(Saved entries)
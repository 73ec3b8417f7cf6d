use std::path::Path;

use crate::partition::PartitionKey;

/// Errors surfaced by the storage engine.
///
/// Storage failures display a generic message; the offending path and OS error
/// are logged where the failure is first observed.
#[derive(Debug, thiserror::Error)]
pub enum Error {
    #[error("invalid series id: {0:?}")]
    InvalidSeriesId(String),
    #[error("invalid definition for series '{id}': {reason}")]
    InvalidDefinition { id: String, reason: String },
    #[error("invalid partition id '{value}' for {period} partitioning")]
    InvalidPartitionId { value: String, period: &'static str },
    #[error("timestamp {0} is outside the supported range")]
    InvalidTimestamp(i64),
    #[error("invalid query: {0}")]
    InvalidQuery(String),
    #[error("invalid configuration: {0}")]
    InvalidConfig(String),
    #[error("batch of {len} values exceeds the limit of {limit}")]
    BatchTooLarge { len: usize, limit: usize },
    #[error("query spans {len} samples, exceeding the limit of {limit}")]
    QueryTooLarge { len: usize, limit: usize },
    #[error("series not found: {0}")]
    SeriesNotFound(String),
    #[error("partition not found: {0}")]
    PartitionNotFound(PartitionKey),
    #[error("series '{0}' already exists with a different definition")]
    SeriesConflict(String),
    #[error("storage is read-only")]
    ReadOnly,
    #[error("storage failure")]
    Storage(#[source] std::io::Error),
    #[error("archive failure")]
    Archive(#[source] zip::result::ZipError),
    #[error("corrupt metadata for series '{0}'")]
    CorruptMetadata(String),
    #[error("worker task panicked")]
    Worker,
}

pub type Result<T> = std::result::Result<T, Error>;

impl Error {
    /// Maps an I/O failure on `path`, logging the detail that `Display` hides.
    pub(crate) fn io<'a>(op: &'static str, path: &'a Path) -> impl FnOnce(std::io::Error) -> Error + 'a {
        move |err| {
            log::error!("{op} failed for {}: {err}", path.display());
            Error::Storage(err)
        }
    }

    pub(crate) fn archive<'a>(
        op: &'static str,
        entry: &'a str,
    ) -> impl FnOnce(zip::result::ZipError) -> Error + 'a {
        move |err| {
            log::error!("{op} failed for archive entry {entry}: {err}");
            Error::Archive(err)
        }
    }

    /// True for the not-found family (series or partition).
    pub fn is_not_found(&self) -> bool {
        matches!(self, Error::SeriesNotFound(_) | Error::PartitionNotFound(_))
    }
}
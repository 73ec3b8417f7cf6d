//! Bounded worker pool for batch fan-out.

use std::panic::{self, AssertUnwindSafe};

use rayon::prelude::*;
use rayon::{ThreadPool, ThreadPoolBuilder};

use crate::error::{Error, Result};

/// Fixed-size pool; every batch call joins all of its tasks before returning.
pub struct WorkerPool {
    pool: ThreadPool,
}

impl WorkerPool {
    pub fn new(threads: usize) -> Result<Self> {
        let threads = threads.max(1);
        let pool = ThreadPoolBuilder::new()
            .num_threads(threads)
            .thread_name(|i| format!("chronoslot-worker-{i}"))
            .build()
            .map_err(|err| Error::InvalidConfig(format!("worker pool: {err}")))?;
        log::debug!("worker pool started with {threads} threads");
        Ok(Self { pool })
    }

    pub fn threads(&self) -> usize {
        self.pool.current_num_threads()
    }

    /// Runs `task` once per item and returns the results in item order.
    ///
    /// A task that panics yields `Error::Worker` for its own item without
    /// disturbing the others. The panic payload is logged, never returned.
    pub fn run<T, R, F>(&self, items: Vec<T>, task: F) -> Vec<Result<R>>
    where
        T: Send,
        R: Send,
        F: Fn(T) -> Result<R> + Sync + Send,
    {
        self.pool.install(|| {
            items
                .into_par_iter()
                .map(|item| {
                    panic::catch_unwind(AssertUnwindSafe(|| task(item))).unwrap_or_else(|payload| {
                        log::error!("worker task panicked: {}", panic_message(&*payload));
                        Err(Error::Worker)
                    })
                })
                .collect()
        })
    }
}

fn panic_message(payload: &(dyn std::any::Any + Send)) -> &str {
    if let Some(msg) = payload.downcast_ref::<&str>() {
        *msg
    } else if let Some(msg) = payload.downcast_ref::<String>() {
        msg.as_str()
    } else {
        "non-string payload"
    }
}
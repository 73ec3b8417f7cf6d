//! Persistence adapters.
//!
//! A store holds series definitions and raw partition bytes. It knows nothing
//! about codecs: partitions are opened as plain byte regions and interpreted
//! by the caller.
//!
//! Layout shared by the directory and archive stores:
//!
//! ```text
//! <root>/<series-id>/series.json
//! <root>/<series-id>/<partition-id>     sampleCount * typeSize bytes, no header
//! ```

mod archive;
mod directory;
mod memory;
mod mmap;

pub use archive::ArchiveStore;
pub use directory::DirectoryStore;
pub use memory::MemoryStore;
pub use mmap::{AccessMode, MmapFile, PartitionBuffer, ReadOnlyMmap, TempCopyMmap};

use std::sync::Arc;

use crate::config::StorageRoot;
use crate::error::{Error, Result};
use crate::partition::{PartitionKey, PartitionPeriod};
use crate::series::{validate_series_id, SeriesFile};

pub const SERIES_FILENAME: &str = "series.json";

/// Backing store for series definitions and partition files.
pub trait PersistenceAdapter: Send + Sync {
    /// True when every mutating call is rejected.
    fn is_read_only(&self) -> bool;

    fn list_series(&self) -> Result<Vec<SeriesFile>>;

    /// Creates or replaces the stored definition and metadata of a series.
    fn save_series(&self, series: &SeriesFile) -> Result<()>;

    /// Removes a series together with all of its partitions.
    fn delete_series(&self, id: &str) -> Result<()>;

    /// Keys of the partitions stored for `series`, in time order.
    fn list_partitions(&self, series: &SeriesFile) -> Result<Vec<PartitionKey>>;

    /// Creates a partition of `size_bytes` bytes. Returns `false` when it already existed.
    fn create_partition(&self, key: &PartitionKey, size_bytes: usize) -> Result<bool>;

    /// Opens the raw bytes of an existing partition.
    fn open_partition(&self, key: &PartitionKey, mode: AccessMode) -> Result<PartitionBuffer>;
}

/// Builds the store selected by `root`.
pub fn open_store(root: &StorageRoot, read_only: bool) -> Result<Arc<dyn PersistenceAdapter>> {
    let store: Arc<dyn PersistenceAdapter> = match root {
        StorageRoot::Directory(path) => Arc::new(DirectoryStore::open(path, read_only)?),
        StorageRoot::Archive(path) => Arc::new(ArchiveStore::open(path)?),
        StorageRoot::Memory => Arc::new(MemoryStore::new(read_only)),
    };
    log::info!(
        "opened {} store (read-only: {})",
        root.kind(),
        store.is_read_only()
    );
    Ok(store)
}

/// Rejects keys that could escape the series directory.
pub(crate) fn validate_key(key: &PartitionKey) -> Result<()> {
    validate_series_id(&key.series_id)?;
    let digits = !key.partition_id.is_empty() && key.partition_id.bytes().all(|b| b.is_ascii_digit());
    if !digits {
        return Err(Error::InvalidPartitionId {
            value: key.partition_id.clone(),
            period: "any",
        });
    }
    Ok(())
}

/// Keeps names that belong to `period`, sorted, as keys of `series_id`.
pub(crate) fn partition_keys<'a>(
    series_id: &str,
    period: PartitionPeriod,
    names: impl Iterator<Item = &'a str>,
) -> Vec<PartitionKey> {
    let mut keys: Vec<PartitionKey> = names
        .filter(|name| period.matches(name))
        .map(|name| PartitionKey::new(series_id, name))
        .collect();
    keys.sort();
    keys
}
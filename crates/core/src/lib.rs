pub mod error;
pub mod model;
pub mod resolver;

pub use error::{Error, RegistryError, ResolveError, Result};
pub use model::catalog::{ApiCatalog, CatalogError};
pub use model::collection::CollectionSchema;
pub use resolver::defaults::{DefaultResolverTable, Resolver, ResolverContext};
pub use resolver::reference::Reference;
pub use resolver::registry::{Registry, STORAGE_BUCKETS, STORAGE_OBJECTS};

**EXERCISE**
Look above and return each line of the records exactly, from the very first through the line with "definition for series", both included.

**RESPONSE TO THE TASK**
repository 73ec3b8417f7cf6d
use std::path::Path;

use crate::partition::PartitionKey;

/// Errors surfaced by the storage engine.
///
/// Storage failures display a generic message; the offending path and OS error
/// are logged where the failure is first observed.
#[derive(Debug, thiserror::Error)]
pub enum Error {
    #[error("invalid series id: {0:?}")]
    InvalidSeriesId(String),
    #[error("invalid definition for series '{id}': {reason}")]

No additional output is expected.